* **WORK INSTRUCTION**: Your task is to transcribe the entries below exactly, beginning with the line containing "for failure in" and ending with the final line, and to add nothing else.

* **SOURCE DATA**:
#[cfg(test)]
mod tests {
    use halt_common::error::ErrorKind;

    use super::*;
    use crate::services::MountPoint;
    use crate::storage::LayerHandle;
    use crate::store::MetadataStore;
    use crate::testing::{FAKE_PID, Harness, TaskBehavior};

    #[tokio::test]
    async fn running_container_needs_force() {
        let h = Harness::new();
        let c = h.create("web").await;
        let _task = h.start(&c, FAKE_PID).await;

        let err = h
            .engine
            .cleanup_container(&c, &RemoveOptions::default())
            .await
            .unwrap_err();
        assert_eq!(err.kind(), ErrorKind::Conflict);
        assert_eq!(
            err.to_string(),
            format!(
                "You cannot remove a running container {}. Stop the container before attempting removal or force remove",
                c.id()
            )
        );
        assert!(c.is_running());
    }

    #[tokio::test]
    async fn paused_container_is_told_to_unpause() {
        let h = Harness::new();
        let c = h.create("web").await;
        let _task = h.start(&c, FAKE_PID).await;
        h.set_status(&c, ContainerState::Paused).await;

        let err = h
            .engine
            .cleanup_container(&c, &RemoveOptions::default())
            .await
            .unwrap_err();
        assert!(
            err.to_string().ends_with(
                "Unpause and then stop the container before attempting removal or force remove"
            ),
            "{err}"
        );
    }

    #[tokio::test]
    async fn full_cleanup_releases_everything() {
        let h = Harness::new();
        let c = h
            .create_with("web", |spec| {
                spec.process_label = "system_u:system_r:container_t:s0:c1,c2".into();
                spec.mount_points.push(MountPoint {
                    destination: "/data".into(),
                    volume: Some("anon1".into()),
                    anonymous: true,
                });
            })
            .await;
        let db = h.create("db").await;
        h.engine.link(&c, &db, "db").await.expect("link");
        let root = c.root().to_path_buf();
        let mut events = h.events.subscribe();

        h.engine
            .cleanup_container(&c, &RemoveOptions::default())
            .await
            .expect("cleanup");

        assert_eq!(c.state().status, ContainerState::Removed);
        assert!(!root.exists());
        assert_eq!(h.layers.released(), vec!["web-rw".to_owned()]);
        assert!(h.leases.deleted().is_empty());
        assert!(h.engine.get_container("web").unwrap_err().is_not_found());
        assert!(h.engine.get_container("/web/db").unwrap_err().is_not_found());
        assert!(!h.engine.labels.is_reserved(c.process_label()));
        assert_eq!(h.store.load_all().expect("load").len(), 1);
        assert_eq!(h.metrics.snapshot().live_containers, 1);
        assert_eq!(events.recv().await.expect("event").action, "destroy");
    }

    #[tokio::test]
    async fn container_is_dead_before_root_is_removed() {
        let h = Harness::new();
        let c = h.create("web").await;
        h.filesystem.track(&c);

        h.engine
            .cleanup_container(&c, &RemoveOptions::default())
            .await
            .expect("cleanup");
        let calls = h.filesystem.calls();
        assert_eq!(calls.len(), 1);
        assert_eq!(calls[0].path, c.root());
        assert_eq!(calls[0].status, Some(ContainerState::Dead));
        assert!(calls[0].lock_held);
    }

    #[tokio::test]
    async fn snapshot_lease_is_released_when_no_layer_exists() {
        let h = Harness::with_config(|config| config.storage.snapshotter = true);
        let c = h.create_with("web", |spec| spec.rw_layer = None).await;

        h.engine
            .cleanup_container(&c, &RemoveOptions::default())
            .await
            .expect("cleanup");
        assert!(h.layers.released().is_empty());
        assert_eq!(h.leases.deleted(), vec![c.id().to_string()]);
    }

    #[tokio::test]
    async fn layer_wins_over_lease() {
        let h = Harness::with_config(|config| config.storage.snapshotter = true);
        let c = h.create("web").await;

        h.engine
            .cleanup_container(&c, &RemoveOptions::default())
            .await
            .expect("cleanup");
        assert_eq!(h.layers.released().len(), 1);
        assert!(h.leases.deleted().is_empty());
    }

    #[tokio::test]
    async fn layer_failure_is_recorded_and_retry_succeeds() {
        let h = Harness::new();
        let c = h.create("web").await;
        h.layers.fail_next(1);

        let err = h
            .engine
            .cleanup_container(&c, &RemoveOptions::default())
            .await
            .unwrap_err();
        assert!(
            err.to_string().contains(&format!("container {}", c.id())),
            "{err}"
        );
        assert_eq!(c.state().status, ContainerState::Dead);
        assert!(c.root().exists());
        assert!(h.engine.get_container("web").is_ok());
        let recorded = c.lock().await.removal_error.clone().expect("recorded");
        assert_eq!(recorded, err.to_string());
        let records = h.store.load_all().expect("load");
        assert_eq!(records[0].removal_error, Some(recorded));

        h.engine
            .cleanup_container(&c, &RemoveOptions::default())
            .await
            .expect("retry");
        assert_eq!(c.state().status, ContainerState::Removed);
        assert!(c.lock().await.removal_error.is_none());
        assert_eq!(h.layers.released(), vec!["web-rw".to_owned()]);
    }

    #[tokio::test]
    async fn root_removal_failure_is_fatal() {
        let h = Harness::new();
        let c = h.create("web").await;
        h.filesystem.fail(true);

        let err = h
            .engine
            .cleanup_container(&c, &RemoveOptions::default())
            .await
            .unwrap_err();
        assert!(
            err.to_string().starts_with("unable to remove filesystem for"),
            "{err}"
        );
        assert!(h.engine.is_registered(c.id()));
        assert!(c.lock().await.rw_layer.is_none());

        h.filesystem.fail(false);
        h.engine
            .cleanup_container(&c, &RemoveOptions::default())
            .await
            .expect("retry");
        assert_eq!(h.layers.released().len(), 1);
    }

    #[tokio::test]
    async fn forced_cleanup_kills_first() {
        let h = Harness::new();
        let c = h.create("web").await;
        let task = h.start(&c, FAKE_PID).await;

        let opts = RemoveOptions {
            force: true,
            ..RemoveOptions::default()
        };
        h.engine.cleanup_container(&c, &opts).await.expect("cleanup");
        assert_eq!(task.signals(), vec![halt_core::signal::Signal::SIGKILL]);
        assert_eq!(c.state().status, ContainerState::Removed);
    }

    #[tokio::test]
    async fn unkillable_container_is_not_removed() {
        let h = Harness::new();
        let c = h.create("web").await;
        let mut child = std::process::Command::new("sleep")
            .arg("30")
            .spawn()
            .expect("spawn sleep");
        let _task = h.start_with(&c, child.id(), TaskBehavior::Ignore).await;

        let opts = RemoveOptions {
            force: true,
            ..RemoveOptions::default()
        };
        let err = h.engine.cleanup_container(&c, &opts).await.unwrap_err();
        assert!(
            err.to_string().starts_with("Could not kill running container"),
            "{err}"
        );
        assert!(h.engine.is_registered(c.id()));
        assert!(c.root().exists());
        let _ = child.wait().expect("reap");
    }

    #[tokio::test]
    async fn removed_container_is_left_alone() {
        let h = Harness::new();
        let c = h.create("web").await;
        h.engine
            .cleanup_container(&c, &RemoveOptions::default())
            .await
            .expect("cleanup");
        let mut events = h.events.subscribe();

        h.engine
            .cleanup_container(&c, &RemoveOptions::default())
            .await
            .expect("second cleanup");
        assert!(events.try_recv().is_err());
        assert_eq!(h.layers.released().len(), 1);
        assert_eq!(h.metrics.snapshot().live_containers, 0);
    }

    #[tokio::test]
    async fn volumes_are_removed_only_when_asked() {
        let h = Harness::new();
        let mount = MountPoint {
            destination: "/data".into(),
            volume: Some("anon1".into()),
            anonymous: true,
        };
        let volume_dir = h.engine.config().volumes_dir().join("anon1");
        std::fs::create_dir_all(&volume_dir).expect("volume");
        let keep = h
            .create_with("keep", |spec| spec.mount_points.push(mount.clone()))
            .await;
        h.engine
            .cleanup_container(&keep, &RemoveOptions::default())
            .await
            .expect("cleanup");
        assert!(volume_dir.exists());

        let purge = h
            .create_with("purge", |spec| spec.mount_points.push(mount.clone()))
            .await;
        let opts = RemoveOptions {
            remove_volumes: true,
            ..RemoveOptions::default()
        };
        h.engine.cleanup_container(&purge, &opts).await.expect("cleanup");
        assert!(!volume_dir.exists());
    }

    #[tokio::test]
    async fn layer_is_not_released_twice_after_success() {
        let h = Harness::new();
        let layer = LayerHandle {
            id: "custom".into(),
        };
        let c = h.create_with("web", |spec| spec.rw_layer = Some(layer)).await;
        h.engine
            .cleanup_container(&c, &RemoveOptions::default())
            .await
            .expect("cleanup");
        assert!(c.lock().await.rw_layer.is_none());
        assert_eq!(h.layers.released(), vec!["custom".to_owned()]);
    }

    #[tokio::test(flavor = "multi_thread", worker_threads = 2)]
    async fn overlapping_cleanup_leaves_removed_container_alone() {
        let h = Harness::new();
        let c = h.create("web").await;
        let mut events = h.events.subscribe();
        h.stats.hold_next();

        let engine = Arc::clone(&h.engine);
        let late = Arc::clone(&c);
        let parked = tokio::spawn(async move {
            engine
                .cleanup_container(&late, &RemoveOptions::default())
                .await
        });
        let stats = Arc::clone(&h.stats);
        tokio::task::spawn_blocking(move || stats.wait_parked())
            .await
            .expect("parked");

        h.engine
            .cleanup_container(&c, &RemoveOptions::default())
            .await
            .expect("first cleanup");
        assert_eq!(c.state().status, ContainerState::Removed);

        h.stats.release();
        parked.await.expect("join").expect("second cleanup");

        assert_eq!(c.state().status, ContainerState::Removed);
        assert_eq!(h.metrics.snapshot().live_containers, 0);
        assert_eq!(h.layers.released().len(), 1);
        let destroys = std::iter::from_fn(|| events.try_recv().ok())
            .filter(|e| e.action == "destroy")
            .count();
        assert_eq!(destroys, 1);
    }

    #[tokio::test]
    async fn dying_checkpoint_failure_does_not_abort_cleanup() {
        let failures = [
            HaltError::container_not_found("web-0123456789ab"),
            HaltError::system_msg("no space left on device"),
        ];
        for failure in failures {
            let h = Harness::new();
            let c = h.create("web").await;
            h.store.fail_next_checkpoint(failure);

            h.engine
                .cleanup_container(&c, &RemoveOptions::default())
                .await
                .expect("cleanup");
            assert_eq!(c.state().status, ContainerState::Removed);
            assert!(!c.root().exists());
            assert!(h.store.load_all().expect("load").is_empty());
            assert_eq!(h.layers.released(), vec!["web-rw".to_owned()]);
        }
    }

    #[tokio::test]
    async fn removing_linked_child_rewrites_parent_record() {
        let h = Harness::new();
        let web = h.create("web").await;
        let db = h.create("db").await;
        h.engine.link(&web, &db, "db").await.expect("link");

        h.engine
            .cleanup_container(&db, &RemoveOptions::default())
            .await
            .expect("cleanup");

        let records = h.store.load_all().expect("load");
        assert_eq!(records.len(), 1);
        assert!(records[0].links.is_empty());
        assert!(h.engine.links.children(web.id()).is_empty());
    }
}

* **RESULT OF THIS EXERCISE**:
        for failure in failures {
            let h = Harness::new();
            let c = h.create("web").await;
            h.store.fail_next_checkpoint(failure);

            h.engine
                .cleanup_container(&c, &RemoveOptions::default())
                .await
                .expect("cleanup");
            assert_eq!(c.state().status, ContainerState::Removed);
            assert!(!c.root().exists());
            assert!(h.store.load_all().expect("load").is_empty());
            assert_eq!(h.layers.released(), vec!["web-rw".to_owned()]);
        }
    }

    #[tokio::test]
    async fn removing_linked_child_rewrites_parent_record() {
        let h = Harness::new();
        let web = h.create("web").await;
        let db = h.create("db").await;
        h.engine.link(&web, &db, "db").await.expect("link");

        h.engine
            .cleanup_container(&db, &RemoveOptions::default())
            .await
            .expect("cleanup");

        let records = h.store.load_all().expect("load");
        assert_eq!(records.len(), 1);
        assert!(records[0].links.is_empty());
        assert!(h.engine.links.children(web.id()).is_empty());
    }
}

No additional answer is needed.